• **Task to complete**
Return every line of the data that contains the string "emails".

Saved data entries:

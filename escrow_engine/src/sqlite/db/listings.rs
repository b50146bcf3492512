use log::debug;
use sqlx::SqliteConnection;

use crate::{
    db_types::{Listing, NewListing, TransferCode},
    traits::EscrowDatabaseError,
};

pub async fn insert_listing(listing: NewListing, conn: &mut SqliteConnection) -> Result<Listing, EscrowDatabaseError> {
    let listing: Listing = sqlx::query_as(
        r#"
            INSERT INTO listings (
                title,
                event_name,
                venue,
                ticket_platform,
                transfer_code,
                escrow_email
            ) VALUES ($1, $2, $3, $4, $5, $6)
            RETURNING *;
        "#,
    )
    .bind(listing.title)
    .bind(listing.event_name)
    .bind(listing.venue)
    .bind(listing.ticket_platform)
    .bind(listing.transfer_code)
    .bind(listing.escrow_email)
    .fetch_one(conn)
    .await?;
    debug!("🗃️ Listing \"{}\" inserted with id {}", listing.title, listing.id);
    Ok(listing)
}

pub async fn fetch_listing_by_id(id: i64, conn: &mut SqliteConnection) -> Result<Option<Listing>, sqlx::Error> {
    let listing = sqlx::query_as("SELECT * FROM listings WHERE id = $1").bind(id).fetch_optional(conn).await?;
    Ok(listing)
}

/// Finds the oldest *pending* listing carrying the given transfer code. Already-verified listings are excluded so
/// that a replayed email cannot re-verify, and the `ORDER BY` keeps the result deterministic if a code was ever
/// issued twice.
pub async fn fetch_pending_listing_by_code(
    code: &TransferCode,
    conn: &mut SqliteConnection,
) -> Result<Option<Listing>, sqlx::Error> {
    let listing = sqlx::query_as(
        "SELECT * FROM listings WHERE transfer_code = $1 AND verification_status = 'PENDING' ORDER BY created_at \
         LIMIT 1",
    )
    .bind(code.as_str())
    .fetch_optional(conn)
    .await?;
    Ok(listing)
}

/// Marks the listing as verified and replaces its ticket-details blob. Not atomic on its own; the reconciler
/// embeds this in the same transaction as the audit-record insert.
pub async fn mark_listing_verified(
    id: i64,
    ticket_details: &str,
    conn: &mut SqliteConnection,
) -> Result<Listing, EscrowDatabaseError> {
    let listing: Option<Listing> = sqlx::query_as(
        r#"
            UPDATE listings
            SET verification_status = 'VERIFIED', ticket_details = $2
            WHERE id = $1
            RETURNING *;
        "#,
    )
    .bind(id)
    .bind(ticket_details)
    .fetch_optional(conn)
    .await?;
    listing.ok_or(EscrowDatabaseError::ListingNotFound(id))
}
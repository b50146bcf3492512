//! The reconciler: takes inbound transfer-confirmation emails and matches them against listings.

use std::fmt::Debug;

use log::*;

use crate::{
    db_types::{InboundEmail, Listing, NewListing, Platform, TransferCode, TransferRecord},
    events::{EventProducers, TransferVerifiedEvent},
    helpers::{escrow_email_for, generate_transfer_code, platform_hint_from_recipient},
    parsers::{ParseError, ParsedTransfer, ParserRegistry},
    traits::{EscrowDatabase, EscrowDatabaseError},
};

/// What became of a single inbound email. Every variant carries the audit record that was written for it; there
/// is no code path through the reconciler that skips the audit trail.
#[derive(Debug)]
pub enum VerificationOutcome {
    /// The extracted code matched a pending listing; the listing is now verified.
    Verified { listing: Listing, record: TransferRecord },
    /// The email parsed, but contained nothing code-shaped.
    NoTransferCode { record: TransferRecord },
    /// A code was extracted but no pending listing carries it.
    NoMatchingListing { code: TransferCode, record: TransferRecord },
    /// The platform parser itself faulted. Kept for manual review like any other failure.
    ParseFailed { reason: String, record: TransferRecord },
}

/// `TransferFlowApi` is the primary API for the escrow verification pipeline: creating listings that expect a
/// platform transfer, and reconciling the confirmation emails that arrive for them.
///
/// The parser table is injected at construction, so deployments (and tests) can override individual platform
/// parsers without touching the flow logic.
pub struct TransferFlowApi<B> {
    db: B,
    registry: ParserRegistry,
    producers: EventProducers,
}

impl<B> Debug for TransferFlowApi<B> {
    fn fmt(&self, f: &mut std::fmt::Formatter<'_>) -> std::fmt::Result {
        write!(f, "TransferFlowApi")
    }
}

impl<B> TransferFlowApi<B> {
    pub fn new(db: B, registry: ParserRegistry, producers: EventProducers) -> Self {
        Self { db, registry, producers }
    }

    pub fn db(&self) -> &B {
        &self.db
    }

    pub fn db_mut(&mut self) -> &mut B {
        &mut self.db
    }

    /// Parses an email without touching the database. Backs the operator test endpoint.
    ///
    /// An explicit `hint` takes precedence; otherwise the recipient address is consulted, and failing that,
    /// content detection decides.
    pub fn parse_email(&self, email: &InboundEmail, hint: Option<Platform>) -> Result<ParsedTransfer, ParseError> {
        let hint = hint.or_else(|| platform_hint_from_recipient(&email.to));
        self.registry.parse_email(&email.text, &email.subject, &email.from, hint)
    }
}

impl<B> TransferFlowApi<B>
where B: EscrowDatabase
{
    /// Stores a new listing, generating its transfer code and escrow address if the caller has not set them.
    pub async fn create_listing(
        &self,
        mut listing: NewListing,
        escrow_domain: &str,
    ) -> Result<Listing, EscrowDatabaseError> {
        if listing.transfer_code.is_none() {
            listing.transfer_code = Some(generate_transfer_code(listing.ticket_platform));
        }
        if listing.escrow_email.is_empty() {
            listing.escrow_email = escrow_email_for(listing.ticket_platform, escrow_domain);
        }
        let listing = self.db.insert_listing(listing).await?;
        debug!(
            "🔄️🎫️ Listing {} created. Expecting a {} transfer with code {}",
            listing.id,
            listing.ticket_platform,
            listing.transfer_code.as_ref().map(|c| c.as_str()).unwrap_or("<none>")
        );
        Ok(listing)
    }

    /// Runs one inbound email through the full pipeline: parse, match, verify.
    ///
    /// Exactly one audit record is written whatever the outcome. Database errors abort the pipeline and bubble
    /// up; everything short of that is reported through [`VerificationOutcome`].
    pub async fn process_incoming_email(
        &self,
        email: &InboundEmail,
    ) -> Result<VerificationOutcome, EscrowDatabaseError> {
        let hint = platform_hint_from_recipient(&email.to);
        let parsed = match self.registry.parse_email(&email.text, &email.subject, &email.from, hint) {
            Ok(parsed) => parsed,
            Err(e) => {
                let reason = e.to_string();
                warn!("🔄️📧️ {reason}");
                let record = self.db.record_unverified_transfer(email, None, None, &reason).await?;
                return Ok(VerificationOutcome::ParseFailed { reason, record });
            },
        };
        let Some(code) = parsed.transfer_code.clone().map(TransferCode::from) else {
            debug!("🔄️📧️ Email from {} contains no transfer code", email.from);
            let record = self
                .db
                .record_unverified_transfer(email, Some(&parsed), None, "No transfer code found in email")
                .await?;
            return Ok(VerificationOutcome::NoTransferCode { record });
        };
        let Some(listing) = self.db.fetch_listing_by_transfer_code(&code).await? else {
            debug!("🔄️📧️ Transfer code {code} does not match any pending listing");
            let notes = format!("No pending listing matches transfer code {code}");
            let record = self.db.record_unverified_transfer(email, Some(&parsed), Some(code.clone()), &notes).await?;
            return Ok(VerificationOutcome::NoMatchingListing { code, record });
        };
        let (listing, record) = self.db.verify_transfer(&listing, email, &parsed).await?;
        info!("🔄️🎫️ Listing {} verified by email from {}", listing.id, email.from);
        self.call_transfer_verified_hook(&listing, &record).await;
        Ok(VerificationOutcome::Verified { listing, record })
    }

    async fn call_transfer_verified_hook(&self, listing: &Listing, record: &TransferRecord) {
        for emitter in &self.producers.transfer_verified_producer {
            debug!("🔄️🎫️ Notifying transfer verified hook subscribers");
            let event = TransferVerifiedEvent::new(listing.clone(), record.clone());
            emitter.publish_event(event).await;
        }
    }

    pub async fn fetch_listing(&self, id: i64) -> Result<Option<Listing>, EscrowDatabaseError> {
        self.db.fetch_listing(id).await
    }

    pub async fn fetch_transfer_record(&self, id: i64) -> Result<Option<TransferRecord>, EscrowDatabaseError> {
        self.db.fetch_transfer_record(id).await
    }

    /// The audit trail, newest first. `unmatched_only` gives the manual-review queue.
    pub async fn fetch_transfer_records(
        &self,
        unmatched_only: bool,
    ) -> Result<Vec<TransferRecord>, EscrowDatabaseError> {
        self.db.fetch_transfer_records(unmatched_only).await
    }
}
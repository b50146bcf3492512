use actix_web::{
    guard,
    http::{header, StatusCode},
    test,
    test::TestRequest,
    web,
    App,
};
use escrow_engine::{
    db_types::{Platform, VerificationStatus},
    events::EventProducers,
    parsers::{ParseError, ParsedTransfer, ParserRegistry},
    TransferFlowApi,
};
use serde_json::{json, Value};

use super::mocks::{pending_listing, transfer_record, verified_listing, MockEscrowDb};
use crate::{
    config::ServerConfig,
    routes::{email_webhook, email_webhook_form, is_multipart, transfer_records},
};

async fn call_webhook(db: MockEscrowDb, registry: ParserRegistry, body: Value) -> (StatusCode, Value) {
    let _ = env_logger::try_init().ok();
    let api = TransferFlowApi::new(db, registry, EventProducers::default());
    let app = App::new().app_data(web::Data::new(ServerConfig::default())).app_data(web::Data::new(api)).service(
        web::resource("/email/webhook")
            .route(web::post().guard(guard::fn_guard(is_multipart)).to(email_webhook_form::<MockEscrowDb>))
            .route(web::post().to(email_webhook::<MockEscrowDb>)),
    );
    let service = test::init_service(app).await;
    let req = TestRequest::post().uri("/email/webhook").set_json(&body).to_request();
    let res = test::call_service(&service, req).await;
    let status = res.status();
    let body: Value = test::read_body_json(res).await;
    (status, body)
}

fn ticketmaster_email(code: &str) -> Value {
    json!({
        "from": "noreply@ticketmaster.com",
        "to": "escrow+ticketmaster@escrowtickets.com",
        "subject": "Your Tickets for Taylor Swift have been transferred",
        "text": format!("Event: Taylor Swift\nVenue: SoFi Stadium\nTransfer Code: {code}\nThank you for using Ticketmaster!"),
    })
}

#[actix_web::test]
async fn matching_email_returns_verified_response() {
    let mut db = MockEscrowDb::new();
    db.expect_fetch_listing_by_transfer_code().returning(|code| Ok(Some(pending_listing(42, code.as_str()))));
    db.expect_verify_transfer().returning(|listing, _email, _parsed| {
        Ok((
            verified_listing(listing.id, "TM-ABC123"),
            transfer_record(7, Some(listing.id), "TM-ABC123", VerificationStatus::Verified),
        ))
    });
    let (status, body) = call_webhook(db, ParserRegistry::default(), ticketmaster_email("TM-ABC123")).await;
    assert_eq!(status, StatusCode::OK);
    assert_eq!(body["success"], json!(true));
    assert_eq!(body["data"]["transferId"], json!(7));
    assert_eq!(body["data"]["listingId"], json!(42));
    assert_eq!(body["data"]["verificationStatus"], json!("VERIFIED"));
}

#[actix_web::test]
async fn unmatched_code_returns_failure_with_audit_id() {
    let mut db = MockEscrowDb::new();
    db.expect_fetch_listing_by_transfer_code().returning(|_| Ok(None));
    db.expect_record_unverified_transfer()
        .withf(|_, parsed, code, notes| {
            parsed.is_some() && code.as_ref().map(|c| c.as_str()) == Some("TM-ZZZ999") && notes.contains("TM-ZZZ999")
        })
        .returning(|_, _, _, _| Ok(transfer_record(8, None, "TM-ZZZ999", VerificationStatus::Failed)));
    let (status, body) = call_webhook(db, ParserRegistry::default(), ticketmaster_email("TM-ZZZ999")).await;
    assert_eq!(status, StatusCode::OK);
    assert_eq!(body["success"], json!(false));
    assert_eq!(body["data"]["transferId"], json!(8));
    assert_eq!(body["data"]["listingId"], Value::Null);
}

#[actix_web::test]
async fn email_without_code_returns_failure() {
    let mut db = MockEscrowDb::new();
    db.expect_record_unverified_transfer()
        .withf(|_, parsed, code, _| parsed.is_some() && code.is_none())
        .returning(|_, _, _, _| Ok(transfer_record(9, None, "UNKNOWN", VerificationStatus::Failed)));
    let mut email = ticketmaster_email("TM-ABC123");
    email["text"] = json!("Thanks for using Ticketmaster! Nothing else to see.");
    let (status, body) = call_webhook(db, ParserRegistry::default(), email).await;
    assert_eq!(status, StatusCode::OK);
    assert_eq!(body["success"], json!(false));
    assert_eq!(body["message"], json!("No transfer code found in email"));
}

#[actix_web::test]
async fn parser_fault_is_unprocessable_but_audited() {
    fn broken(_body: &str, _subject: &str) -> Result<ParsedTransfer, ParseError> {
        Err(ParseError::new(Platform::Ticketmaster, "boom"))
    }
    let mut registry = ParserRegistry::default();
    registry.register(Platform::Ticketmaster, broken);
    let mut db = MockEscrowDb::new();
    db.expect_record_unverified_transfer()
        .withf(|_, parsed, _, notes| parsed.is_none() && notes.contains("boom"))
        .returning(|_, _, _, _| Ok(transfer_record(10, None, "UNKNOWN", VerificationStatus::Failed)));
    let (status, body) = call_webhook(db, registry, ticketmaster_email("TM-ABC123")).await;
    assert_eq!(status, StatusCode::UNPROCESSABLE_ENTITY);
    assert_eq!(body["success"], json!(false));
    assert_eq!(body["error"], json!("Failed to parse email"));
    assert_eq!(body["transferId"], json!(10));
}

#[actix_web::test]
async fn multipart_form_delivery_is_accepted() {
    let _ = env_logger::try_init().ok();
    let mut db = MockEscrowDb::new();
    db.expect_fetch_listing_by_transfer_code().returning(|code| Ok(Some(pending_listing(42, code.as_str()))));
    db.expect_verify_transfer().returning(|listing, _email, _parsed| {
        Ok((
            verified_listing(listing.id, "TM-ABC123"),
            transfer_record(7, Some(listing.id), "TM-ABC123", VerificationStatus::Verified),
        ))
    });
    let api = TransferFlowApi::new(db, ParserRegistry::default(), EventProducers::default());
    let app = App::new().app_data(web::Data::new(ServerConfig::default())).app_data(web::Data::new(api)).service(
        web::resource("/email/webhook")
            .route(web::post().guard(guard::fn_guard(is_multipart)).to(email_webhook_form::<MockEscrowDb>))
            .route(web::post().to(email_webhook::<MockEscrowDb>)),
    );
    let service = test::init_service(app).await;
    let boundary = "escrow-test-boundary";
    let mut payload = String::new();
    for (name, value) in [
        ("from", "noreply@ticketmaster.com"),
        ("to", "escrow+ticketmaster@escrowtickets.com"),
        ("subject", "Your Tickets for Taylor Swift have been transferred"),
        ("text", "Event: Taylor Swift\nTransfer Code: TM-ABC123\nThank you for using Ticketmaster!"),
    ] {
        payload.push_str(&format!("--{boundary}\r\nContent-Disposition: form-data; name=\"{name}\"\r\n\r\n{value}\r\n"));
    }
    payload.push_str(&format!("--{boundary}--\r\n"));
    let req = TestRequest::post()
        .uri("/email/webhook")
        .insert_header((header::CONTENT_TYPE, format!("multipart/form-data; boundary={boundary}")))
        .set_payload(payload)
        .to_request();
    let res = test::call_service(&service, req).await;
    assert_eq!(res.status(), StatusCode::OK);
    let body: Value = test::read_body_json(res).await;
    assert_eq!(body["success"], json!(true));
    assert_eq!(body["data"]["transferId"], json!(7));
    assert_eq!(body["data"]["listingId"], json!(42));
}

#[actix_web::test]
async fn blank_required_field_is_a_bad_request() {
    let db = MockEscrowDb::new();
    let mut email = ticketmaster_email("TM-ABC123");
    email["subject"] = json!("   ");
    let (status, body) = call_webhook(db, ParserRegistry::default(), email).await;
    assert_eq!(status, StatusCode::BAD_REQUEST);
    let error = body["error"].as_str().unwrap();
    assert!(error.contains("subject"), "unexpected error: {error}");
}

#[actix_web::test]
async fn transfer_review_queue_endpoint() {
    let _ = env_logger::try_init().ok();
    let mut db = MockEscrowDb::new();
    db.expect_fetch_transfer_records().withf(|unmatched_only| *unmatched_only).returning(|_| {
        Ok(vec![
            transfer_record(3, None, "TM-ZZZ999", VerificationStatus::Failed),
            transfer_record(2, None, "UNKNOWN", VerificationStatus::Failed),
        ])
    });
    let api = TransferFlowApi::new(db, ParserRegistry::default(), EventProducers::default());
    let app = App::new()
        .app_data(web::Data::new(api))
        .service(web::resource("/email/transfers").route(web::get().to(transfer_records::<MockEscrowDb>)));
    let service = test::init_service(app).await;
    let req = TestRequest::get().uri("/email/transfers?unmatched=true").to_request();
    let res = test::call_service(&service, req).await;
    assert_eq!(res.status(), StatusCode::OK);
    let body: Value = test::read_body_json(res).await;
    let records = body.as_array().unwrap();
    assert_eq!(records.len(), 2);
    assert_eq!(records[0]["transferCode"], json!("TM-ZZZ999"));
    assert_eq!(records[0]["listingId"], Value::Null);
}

• **Response to the exercise**
//! The reconciler: takes inbound transfer-confirmation emails and matches them against listings.
/// platform transfer, and reconciling the confirmation emails that arrive for them.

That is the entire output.